Кнакъ-вурстъ былъ съѣденъ, Non pareil выпитъ, ставни магазина заперты, бибиковскiй старичекъ зѣвалъ самымъ заразительнымъ образомъ, я тоже аппетитно потягивался, раздумывая, какъ непрiятно будетъ тащиться на Васильевскiй Островъ, но зато какъ сладко будетъ завалиться сегодня пораньше спать. Дяденька, правда, не уставалъ носиться въ эмпиреяхъ, но расходиться было, все-таки, пора. Разошлись. Не пишлось мнѣ, однако, въ эту ночь завалиться пораньше. Напротивъ, я ее совсѣмъ безъ сна провелъ…

— Гдѣ ты, полуночникъ, шляешься? сердито-ласково, какъ и всегда, встрѣтила меня патрiархальная Василиса, одной рукой цѣломудренно придерживая рубашку, слѣзавшую съ ея плечъ, а въ другой держа пальмовую свѣчку въ мѣдномъ подсвѣчникѣ. – Право, полуночникъ. Иди скорѣе, тебя тамъ барышня сколько времени дожидается.

— Какая барышня?

— Извѣстно какая, настоящая; сестрица, говоритъ, твоя. Не тебѣ бы, полуночнику, этакую сестрицу…

Но я уже не слушалъ воркотни Василисы, въ нѣсколько прыжковъ очутился въ своей комнатѣ и, черезъ какiя-нибудь двѣ секунды, обнималъ, обнималъ свою Соню. Да, меня ждала Соня…
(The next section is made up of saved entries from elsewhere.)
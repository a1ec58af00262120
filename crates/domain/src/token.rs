use rust_decimal::Decimal;
use serde::{Deserialize, Serialize};

/// One leg of a pool, as described by the model.
///
/// `initial_price` is the price of this token in units of the other leg.
/// The second token of a pair is the quote and always starts at 1.
#[derive(Debug, Clone, PartialEq, Eq, Hash, Serialize, Deserialize)]
pub struct Token {
    pub symbol: String,
    pub initial_price: Decimal,
}

impl Token {
    pub fn new(symbol: impl Into<String>, initial_price: Decimal) -> Self {
        Self {
            symbol: symbol.into(),
            initial_price,
        }
    }

    /// True when this token can be used as the quote leg of a pair.
    #[must_use]
    pub fn is_quote(&self) -> bool {
        self.initial_price == Decimal::ONE
    }
}
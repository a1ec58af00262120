//! Token deltas between two sqrt prices and price movement for an input amount.

use crate::error::{DomainError, DomainResult};
use crate::math::full_math::{div_rounding_up, mul_div, mul_div_rounding_up, q96};
use primitive_types::U256;

fn sorted(a: U256, b: U256) -> (U256, U256) {
    if a > b { (b, a) } else { (a, b) }
}

/// Amount of token0 between two sqrt prices for `liquidity`.
/// delta_x = L * (sqrt(P_b) - sqrt(P_a)) / (sqrt(P_a) * sqrt(P_b))
pub fn get_amount0_delta(
    sqrt_price_a: U256,
    sqrt_price_b: U256,
    liquidity: u128,
    round_up: bool,
) -> DomainResult<U256> {
    let (lower, upper) = sorted(sqrt_price_a, sqrt_price_b);
    if lower.is_zero() {
        return Err(DomainError::DivisionByZero);
    }

    let numerator1 = U256::from(liquidity) << 96;
    let numerator2 = upper - lower;

    if round_up {
        div_rounding_up(mul_div_rounding_up(numerator1, numerator2, upper)?, lower)
    } else {
        Ok(mul_div(numerator1, numerator2, upper)? / lower)
    }
}

/// Amount of token1 between two sqrt prices for `liquidity`.
/// delta_y = L * (sqrt(P_b) - sqrt(P_a))
pub fn get_amount1_delta(
    sqrt_price_a: U256,
    sqrt_price_b: U256,
    liquidity: u128,
    round_up: bool,
) -> DomainResult<U256> {
    let (lower, upper) = sorted(sqrt_price_a, sqrt_price_b);
    let liquidity = U256::from(liquidity);
    if round_up {
        mul_div_rounding_up(liquidity, upper - lower, q96())
    } else {
        mul_div(liquidity, upper - lower, q96())
    }
}

/// Price after adding `amount` of token0, rounded up.
fn next_sqrt_price_from_amount0_rounding_up(
    sqrt_price: U256,
    liquidity: u128,
    amount: U256,
) -> DomainResult<U256> {
    if amount.is_zero() {
        return Ok(sqrt_price);
    }
    let numerator1 = U256::from(liquidity) << 96;

    if let Some(product) = amount.checked_mul(sqrt_price) {
        if let Some(denominator) = numerator1.checked_add(product) {
            return mul_div_rounding_up(numerator1, sqrt_price, denominator);
        }
    }
    let denominator = (numerator1 / sqrt_price)
        .checked_add(amount)
        .ok_or(DomainError::Overflow)?;
    div_rounding_up(numerator1, denominator)
}

/// Price after adding `amount` of token1, rounded down.
fn next_sqrt_price_from_amount1_rounding_down(
    sqrt_price: U256,
    liquidity: u128,
    amount: U256,
) -> DomainResult<U256> {
    if liquidity == 0 {
        return Err(DomainError::DivisionByZero);
    }
    let liquidity = U256::from(liquidity);
    let quotient = if amount < (U256::one() << 160) {
        (amount << 96) / liquidity
    } else {
        mul_div(amount, q96(), liquidity)?
    };
    sqrt_price.checked_add(quotient).ok_or(DomainError::Overflow)
}

/// Sqrt price reached after swapping `amount_in` into a range of constant
/// `liquidity`. Token0 in moves the price down, token1 in moves it up.
pub fn get_next_sqrt_price_from_input(
    sqrt_price: U256,
    liquidity: u128,
    amount_in: U256,
    zero_for_one: bool,
) -> DomainResult<U256> {
    if sqrt_price.is_zero() || liquidity == 0 {
        return Err(DomainError::DivisionByZero);
    }
    if zero_for_one {
        next_sqrt_price_from_amount0_rounding_up(sqrt_price, liquidity, amount_in)
    } else {
        next_sqrt_price_from_amount1_rounding_down(sqrt_price, liquidity, amount_in)
    }
}

#[cfg(test)]
mod tests {
    use super::*;

    #[test]
    fn test_amount_deltas() {
        // Liquidity 1000, price 1 -> 4 (sqrt 1 -> 2)
        // delta_y = 1000 * (2 - 1) = 1000
        // delta_x = 1000 * (1/1 - 1/2) = 500
        let a = q96();
        let b = q96() * 2;

        assert_eq!(get_amount1_delta(a, b, 1000, false).unwrap(), U256::from(1000u64));
        assert_eq!(get_amount0_delta(a, b, 1000, false).unwrap(), U256::from(500u64));
        // order of the bounds does not matter
        assert_eq!(get_amount0_delta(b, a, 1000, true).unwrap(), U256::from(500u64));
    }

    #[test]
    fn test_rounding_direction() {
        let a = q96();
        let b = q96() * 3;
        let down = get_amount0_delta(a, b, 1000, false).unwrap();
        let up = get_amount0_delta(a, b, 1000, true).unwrap();
        assert_eq!(down, U256::from(666u64));
        assert_eq!(up, U256::from(667u64));
    }

    #[test]
    fn test_next_price_moves_in_swap_direction() {
        let price = q96();
        let amount = U256::from(1_000u64);
        let down = get_next_sqrt_price_from_input(price, 1_000_000, amount, true).unwrap();
        let up = get_next_sqrt_price_from_input(price, 1_000_000, amount, false).unwrap();
        assert!(down < price);
        assert!(up > price);
        assert_eq!(
            get_next_sqrt_price_from_input(price, 1_000_000, U256::zero(), true).unwrap(),
            price
        );
    }

    #[test]
    fn test_zero_liquidity_rejected() {
        assert!(get_next_sqrt_price_from_input(q96(), 0, U256::one(), false).is_err());
    }
}
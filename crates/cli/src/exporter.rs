//! Writes simulation results to disk.

use anyhow::{Context, Result};
use std::fs::{self, File};
use std::io::{BufWriter, Write};
use std::path::{Path, PathBuf};
use unisim_simulation::engine::PoolReport;

/// `<dir>/<pool>_<agents>_<steps>.json`, with the pool name lowercased.
pub fn output_path(dir: &Path, pool: &str, agents: usize, steps: u64) -> PathBuf {
    dir.join(format!("{}_{agents}_{steps}.json", pool.to_lowercase()))
}

/// Saves each pool's records as pretty-printed JSON, one file per pool.
pub fn save_reports(
    dir: &Path,
    reports: &[PoolReport<'_>],
    agents: usize,
    steps: u64,
) -> Result<Vec<PathBuf>> {
    fs::create_dir_all(dir)
        .with_context(|| format!("creating output directory {}", dir.display()))?;

    let mut written = Vec::with_capacity(reports.len());
    for report in reports {
        let path = output_path(dir, report.pool, agents, steps);
        let file =
            File::create(&path).with_context(|| format!("creating {}", path.display()))?;
        let mut writer = BufWriter::new(file);
        serde_json::to_writer_pretty(&mut writer, report)
            .with_context(|| format!("writing {}", path.display()))?;
        writer.flush()?;
        written.push(path);
    }
    Ok(written)
}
Тутъ-то вотъ и начинается нѣчто, совершенно къ моимъ силамъ не подходяшее. Какъ я вамъ опишу Соню, когда это сама красота? Я разумѣю душевную красоту, хотя Cоня и собой хороша была. Заставляя теперь проходить передъ собой исторiю этой чудной дѣвушки, перебирая паматью безчисленное множество ея крупныхъ и мелкихъ эпизодовъ, я чувствую съ болѣзненной ясностью, что всѣ слова, какiя я могъ бы написать для изображенiя ея, либо пошлы, либо ходульны. Нѣтъ словъ… Конечно, еслибы я былъ большой художникъ, слова нашлись бы, и я заставилъ бы васъ, какъ выражается Достоевскiй, «молитвенно и колѣнноприклоненно» отнестись къ моей Сонѣ. Но я – нетолько не большой художникъ, а даже ни самомалѣйшей претензiи на художественность не имѣю и потому просто боюсь испортить дѣло своимъ грубымъ перомъ, боюсь, что не сумѣю сказать правды, а или какъ-нибудь урѣжу ее, или расцвѣчу аляповато. Какъ могла уродиться такая красота среди, повидимому, совсѣмъ не подходящихъ условiй – я не знаю. Готовъ бы былъ даже прямо назвать ее уродомъ, выродкомъ, еслибы не имѣлъ счастiя встрѣчать въ жизни и другихъ людей, правда, очень немногихъ, въ


203


которыхъ находилъ то слабое, а то и очень сильное выраженiе той же самой красоты. Моя задача – изображенiе Сони – съ перваго же появленiя передъ вами усложняется тѣмъ, что я засталъ ее у себя въ комнатѣ не одну. И этотъ другой, съ кѣмъ она сидѣла, дожидаясь меня, былъ, если хотите, тоже уродъ: онъ былъ генiй…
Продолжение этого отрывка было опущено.